* **ASSIGNMENT**: Look through the lines below and copy each one that includes "types".

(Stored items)
○ ○ ○ ○ ○

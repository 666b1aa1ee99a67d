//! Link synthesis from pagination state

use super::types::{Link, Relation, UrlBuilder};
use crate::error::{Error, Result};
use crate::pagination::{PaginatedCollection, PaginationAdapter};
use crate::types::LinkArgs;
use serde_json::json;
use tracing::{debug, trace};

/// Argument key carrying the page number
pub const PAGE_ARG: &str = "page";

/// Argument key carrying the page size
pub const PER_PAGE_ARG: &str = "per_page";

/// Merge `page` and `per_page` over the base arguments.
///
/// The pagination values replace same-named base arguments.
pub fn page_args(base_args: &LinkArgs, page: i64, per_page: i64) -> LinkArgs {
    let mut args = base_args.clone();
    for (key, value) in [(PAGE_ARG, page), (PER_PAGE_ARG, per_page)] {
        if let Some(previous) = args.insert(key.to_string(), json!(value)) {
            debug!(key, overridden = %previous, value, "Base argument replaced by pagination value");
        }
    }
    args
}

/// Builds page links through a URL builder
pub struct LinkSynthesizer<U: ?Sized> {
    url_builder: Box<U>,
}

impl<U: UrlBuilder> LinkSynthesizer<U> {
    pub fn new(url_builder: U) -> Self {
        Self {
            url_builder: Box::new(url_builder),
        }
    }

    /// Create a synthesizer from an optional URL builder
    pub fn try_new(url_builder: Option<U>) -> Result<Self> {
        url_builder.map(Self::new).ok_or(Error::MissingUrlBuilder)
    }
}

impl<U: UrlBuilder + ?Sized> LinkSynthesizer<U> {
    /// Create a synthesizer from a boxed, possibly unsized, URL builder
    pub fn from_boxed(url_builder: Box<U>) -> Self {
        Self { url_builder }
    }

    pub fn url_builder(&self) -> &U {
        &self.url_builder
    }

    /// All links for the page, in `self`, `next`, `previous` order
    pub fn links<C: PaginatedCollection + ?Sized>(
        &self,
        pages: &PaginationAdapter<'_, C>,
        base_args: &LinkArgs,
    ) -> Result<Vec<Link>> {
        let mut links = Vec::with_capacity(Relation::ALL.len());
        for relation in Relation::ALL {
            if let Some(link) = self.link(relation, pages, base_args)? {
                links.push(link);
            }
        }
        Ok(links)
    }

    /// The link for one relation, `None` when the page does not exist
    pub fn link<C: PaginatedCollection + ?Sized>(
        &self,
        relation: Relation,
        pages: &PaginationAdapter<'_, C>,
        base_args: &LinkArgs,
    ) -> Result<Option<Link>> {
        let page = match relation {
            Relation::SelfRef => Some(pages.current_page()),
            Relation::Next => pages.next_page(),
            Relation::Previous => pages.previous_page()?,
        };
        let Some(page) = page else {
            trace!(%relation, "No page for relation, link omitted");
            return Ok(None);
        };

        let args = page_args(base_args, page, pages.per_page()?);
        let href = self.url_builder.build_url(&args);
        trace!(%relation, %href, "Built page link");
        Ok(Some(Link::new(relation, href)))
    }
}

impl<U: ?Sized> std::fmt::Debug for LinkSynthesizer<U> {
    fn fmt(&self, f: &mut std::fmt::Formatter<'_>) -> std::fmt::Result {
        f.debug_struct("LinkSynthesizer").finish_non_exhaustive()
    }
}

○ ○ ○ ○ ○

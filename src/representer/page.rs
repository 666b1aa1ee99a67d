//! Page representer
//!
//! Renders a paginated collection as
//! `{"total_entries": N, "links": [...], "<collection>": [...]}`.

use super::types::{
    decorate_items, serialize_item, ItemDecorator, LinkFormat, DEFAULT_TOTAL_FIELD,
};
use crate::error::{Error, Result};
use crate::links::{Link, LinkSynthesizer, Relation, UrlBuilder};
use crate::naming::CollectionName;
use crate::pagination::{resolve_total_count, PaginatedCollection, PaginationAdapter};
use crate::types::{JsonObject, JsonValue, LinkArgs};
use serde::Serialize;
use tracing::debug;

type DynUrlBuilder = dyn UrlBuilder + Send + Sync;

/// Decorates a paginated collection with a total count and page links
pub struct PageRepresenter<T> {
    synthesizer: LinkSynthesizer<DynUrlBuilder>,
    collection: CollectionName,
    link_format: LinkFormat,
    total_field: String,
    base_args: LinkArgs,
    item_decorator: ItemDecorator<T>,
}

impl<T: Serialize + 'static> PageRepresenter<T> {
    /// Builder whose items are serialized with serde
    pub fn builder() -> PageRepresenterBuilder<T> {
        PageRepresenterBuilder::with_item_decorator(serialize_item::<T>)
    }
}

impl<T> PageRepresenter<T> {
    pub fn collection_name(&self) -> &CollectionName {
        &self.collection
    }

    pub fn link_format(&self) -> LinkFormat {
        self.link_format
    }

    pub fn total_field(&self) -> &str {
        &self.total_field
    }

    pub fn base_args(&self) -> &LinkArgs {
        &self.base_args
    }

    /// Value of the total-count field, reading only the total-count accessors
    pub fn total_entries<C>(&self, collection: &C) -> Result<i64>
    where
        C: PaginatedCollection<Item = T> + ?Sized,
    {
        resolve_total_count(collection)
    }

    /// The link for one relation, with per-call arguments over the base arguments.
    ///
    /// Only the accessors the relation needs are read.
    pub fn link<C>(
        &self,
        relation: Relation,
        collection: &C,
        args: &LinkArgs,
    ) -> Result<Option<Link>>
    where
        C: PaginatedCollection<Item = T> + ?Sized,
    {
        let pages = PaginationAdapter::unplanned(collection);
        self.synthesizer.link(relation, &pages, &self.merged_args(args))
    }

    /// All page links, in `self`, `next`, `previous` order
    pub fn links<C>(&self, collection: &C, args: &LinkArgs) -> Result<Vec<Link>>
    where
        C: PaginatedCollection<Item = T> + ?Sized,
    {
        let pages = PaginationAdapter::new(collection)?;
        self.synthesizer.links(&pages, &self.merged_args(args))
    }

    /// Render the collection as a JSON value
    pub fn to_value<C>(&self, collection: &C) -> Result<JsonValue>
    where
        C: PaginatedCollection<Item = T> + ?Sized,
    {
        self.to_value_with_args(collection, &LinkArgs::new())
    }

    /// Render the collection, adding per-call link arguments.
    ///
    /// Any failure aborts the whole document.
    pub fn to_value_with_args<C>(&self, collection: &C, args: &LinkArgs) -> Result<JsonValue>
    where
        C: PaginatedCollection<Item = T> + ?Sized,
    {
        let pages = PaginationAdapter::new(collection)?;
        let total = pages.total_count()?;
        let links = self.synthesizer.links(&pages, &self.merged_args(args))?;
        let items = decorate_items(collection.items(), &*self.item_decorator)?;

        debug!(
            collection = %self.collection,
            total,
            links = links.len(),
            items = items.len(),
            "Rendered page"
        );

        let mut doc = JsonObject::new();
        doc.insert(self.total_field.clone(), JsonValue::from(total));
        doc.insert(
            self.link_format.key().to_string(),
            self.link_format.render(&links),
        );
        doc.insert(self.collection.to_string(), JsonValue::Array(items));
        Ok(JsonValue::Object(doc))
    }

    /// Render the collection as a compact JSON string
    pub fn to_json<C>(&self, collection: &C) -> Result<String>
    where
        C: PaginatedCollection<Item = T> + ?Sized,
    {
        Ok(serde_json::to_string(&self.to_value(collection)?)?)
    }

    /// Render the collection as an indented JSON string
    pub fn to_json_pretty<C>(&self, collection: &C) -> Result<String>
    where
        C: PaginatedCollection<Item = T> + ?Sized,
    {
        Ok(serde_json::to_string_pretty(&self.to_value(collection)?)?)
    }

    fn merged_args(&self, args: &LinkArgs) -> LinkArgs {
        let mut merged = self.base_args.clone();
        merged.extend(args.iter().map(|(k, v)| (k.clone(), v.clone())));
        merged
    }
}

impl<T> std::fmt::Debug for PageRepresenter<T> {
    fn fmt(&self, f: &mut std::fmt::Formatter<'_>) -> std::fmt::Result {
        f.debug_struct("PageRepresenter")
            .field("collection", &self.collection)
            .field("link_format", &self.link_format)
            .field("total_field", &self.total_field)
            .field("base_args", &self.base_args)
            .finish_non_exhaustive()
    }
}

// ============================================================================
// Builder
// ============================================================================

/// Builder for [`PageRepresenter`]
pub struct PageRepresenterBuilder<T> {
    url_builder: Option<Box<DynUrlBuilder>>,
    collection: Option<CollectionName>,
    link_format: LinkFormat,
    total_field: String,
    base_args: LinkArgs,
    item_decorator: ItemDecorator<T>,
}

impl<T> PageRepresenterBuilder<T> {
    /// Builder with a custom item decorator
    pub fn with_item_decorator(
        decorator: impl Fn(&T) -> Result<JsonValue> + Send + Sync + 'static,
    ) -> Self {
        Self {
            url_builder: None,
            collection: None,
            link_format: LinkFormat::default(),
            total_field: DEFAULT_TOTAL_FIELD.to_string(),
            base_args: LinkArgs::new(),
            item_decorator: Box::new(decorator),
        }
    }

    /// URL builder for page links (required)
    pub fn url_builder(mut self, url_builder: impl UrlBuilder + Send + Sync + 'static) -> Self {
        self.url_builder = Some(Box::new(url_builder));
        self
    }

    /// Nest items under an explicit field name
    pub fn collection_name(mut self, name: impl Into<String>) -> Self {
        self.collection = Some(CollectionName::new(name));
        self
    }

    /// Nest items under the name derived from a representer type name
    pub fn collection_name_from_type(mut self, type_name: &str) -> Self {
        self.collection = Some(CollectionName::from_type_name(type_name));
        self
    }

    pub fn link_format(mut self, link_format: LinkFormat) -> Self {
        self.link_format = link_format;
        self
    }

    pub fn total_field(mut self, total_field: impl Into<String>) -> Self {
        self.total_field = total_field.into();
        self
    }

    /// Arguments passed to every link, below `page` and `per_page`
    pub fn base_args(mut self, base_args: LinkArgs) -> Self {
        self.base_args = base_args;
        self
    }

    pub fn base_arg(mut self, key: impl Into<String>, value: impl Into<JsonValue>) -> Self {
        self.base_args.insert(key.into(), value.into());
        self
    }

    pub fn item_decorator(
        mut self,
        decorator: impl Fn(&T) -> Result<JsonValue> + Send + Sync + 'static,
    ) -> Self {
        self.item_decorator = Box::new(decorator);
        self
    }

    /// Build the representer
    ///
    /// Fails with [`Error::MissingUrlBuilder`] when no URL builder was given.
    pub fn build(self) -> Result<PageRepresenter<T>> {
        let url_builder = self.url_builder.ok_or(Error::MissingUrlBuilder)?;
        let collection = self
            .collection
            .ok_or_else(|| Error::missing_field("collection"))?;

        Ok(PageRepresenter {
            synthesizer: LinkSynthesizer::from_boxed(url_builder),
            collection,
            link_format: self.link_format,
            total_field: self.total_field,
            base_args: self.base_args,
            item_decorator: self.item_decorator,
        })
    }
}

○ ○ ○ ○ ○

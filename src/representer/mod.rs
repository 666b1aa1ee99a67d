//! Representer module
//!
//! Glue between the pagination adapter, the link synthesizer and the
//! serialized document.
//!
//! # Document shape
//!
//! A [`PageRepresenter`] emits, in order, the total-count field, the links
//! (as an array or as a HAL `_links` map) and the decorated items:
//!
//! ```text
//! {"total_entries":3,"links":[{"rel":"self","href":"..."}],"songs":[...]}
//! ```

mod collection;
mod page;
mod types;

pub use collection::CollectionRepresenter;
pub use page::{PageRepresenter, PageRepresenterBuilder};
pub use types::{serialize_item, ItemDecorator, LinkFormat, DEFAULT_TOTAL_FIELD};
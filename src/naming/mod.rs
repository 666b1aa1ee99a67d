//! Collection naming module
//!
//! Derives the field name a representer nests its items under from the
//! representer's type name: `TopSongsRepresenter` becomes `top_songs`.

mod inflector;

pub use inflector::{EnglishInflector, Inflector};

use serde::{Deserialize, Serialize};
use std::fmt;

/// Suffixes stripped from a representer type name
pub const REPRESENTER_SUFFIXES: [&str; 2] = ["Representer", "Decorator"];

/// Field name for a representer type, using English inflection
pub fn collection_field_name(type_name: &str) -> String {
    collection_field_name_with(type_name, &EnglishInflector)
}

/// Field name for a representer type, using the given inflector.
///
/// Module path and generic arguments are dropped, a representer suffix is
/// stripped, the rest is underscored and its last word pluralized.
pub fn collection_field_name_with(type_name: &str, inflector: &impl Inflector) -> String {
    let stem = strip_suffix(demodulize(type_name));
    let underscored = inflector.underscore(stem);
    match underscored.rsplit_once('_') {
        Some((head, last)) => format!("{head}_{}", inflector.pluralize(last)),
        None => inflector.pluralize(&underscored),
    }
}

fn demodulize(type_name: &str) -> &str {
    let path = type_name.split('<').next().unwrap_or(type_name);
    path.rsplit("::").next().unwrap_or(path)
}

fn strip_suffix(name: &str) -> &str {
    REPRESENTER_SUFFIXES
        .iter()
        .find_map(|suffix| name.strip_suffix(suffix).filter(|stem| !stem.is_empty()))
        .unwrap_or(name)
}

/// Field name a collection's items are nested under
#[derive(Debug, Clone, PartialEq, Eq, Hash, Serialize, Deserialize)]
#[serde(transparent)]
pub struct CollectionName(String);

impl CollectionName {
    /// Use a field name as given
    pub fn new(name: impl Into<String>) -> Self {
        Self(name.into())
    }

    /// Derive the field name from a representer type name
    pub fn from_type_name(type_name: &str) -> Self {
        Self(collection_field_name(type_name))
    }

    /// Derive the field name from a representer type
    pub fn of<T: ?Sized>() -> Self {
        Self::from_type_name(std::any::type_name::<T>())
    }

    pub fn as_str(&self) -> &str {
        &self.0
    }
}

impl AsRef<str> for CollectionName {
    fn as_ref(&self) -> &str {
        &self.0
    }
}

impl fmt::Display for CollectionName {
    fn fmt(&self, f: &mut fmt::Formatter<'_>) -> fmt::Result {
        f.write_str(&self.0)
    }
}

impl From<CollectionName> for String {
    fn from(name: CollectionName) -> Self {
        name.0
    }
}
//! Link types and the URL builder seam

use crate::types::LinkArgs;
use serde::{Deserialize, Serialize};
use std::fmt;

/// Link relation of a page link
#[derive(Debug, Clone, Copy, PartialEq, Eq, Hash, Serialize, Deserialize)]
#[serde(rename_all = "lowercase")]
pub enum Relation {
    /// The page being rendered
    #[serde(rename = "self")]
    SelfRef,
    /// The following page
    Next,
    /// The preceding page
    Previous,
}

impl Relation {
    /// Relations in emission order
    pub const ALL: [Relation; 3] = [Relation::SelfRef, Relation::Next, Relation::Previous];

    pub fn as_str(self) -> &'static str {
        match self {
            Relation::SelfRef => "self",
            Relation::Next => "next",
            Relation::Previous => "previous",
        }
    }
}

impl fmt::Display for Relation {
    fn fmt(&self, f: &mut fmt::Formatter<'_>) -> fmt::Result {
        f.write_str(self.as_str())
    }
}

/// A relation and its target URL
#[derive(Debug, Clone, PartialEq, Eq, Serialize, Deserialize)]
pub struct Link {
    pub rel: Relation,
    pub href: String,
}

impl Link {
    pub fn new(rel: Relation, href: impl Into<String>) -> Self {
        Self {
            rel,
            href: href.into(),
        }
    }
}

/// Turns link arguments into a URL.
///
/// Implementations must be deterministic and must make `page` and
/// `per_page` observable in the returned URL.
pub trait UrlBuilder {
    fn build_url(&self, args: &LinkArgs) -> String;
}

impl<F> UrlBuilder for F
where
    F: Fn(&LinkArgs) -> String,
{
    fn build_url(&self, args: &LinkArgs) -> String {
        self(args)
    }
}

○ ○ ○ ○ ○

* **OUTPUT FOR THIS TASK**:
use super::types::{Link, Relation, UrlBuilder};
use crate::types::LinkArgs;
use super::types::{
use crate::types::{JsonObject, JsonValue, LinkArgs};
mod types;
pub use types::{serialize_item, ItemDecorator, LinkFormat, DEFAULT_TOTAL_FIELD};
//! Link types and the URL builder seam
use crate::types::LinkArgs;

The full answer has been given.